University surgeons performed what they believe to be the world’s first father-to-son bowel transplant Friday when they removed a 6-foot section of small intestine from a father and transplanted it to his ailing teen-age son.
The seven-hour operation was performed by a team of surgeons led by Dr. Rainer Gruessner, an associate professor of surgery who performed Minnesota’s first successful bowel transplant from a cadaver on May 14.
The teen-age boy, whose family asked not to be identified, was severely injured in a car accident 18 months ago and had been waiting nine months for a suitable cadaver for transplantation.
Gruessner said the boy’s family resorted to a living donor only when it appeared that this was the son’s only chance for survival.
“It would’ve basically been impossible to find a suitable donor,” Gruessner said, because of the limited space inside the boy’s body.
The 5-foot-7-inch youth’s weight had dropped to about 80 pounds after months of intravenous feeding, and the boy had just recovered from liver failure. Fearing a reocurrence of the liver problem, doctors decided to act quickly.

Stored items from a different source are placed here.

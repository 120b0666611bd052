use dioxus::prelude::*;
use dioxus_primitives::switch as prim;

#[component]
pub fn Switch(mut props: prim::SwitchProps) -> Element {
    props
        .attributes
        .push(Attribute::new("class", "switch", None, false));

    rsx! {
        document::Link { rel: "stylesheet", href: asset!("./style.css") }
        prim::Switch { ..props }
    }
}

#[component]
pub fn SwitchThumb(mut props: prim::SwitchThumbProps) -> Element {
    props
        .attributes
        .push(Attribute::new("class", "switch-thumb", None, false));

    rsx! {
        prim::SwitchThumb { ..props }
    }
}

/// A switch with a text label, laid out as a settings row.
#[component]
pub fn LabeledSwitch(
    label: String,
    checked: bool,
    #[props(default = false)] disabled: bool,
    on_change: EventHandler<bool>,
) -> Element {
    rsx! {
        div { class: "switch-row",
            span { class: "switch-row-label", "{label}" }
            Switch {
                checked: checked,
                disabled: disabled,
                on_checked_change: move |value: bool| on_change.call(value),
                SwitchThumb {}
            }
        }
    }
}
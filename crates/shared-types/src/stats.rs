use serde::{Deserialize, Serialize};

use crate::common::opt_number_from_any;

/// Platform-wide counters from `GET /admin/stats`.
#[derive(Debug, Clone, Default, PartialEq, Serialize, Deserialize)]
#[serde(rename_all = "camelCase", default)]
pub struct PlatformStats {
    pub total_workers: u64,
    pub total_employers: u64,
    pub active_jobs: u64,
    pub active_contracts: u64,
    pub pending_payments: u64,
    #[serde(alias = "pendingKycReviews")]
    pub pending_kyc: u64,
    /// Sum of settled payment amounts.
    #[serde(deserialize_with = "opt_number_from_any")]
    pub settled_volume: Option<f64>,
}
use axum::http::{Method, StatusCode};
use pretty_assertions::assert_eq;
use serde_json::json;
use shared_types::{AppErrorKind, JobStatus};

use crate::common::MockBackend;

#[tokio::test]
async fn test_records_decode_with_unknown_statuses() {
    let backend = MockBackend::new()
        .get_ok(
            "/api/admin/jobs",
            json!([
                { "id": 10, "title": "Warehouse loader", "wage": 150000, "status": "open", "applicants": 4 },
                { "id": "j-11", "title": "Event crew", "status": "archived" }
            ]),
        )
        .start()
        .await;

    let jobs = backend
        .client()
        .list_jobs(&Default::default())
        .await
        .expect("jobs");

    assert_eq!(jobs.len(), 2);
    assert_eq!(jobs[0].id, "10");
    assert_eq!(jobs[0].wage, Some(150000.0));
    assert_eq!(jobs[0].applicant_count, 4);
    assert_eq!(jobs[1].id, "j-11");
    assert_eq!(jobs[1].status, JobStatus::Unknown);
    assert_eq!(jobs[1].wage, None);
}

#[tokio::test]
async fn test_unsuccessful_envelope_is_rejected() {
    let backend = MockBackend::new()
        .respond(
            Method::GET,
            "/api/admin/payments",
            StatusCode::OK,
            json!({ "success": false, "message": "Payments are being reconciled" }).to_string(),
        )
        .start()
        .await;

    let err = backend
        .client()
        .list_payments(&Default::default())
        .await
        .unwrap_err();

    assert_eq!(err.kind, AppErrorKind::Rejected);
    assert_eq!(err.message, "Payments are being reconciled");
}

#[tokio::test]
async fn test_invalid_json_is_a_decode_error() {
    let backend = MockBackend::new()
        .respond(Method::GET, "/api/admin/ratings", StatusCode::OK, "<html>gateway</html>")
        .start()
        .await;

    let err = backend
        .client()
        .list_ratings(&Default::default())
        .await
        .unwrap_err();

    assert_eq!(err.kind, AppErrorKind::Decode);
}

#[tokio::test]
async fn test_missing_data_is_a_decode_error() {
    let backend = MockBackend::new()
        .respond(
            Method::GET,
            "/api/admin/contracts",
            StatusCode::OK,
            json!({ "success": true }).to_string(),
        )
        .start()
        .await;

    let err = backend
        .client()
        .list_contracts(&Default::default())
        .await
        .unwrap_err();

    assert_eq!(err.kind, AppErrorKind::Decode);
}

“If we had not resorted to the living related transplant option, we could have faced a dual transplant — liver and bowel — in a patient (for) whom it was more than difficult to find a suitable donor,” Gruessner said.
The prognosis for both father and son is good. “The father should be fine,” Gruessner said. “For the son, it’s going to take another few weeks until we know whether or not there are complications we’ll have to fight.”
Gruessner said the son “was doing extremely well,” and had been transferred to a regular surgical ward. “He’s alert, he’s awake and in good spirits, and I’m hopeful that everything will work out fine.”
The son should be able to live a fairly normal life, Gruessner said, but added that he’ll have to take immunosuppressive drugs for the rest of his life.
Gruessner said he hoped the patient would be able to leave the hospital by the end of July or August.
Only two other living related bowel transplants have ever been performed, Gruessner said.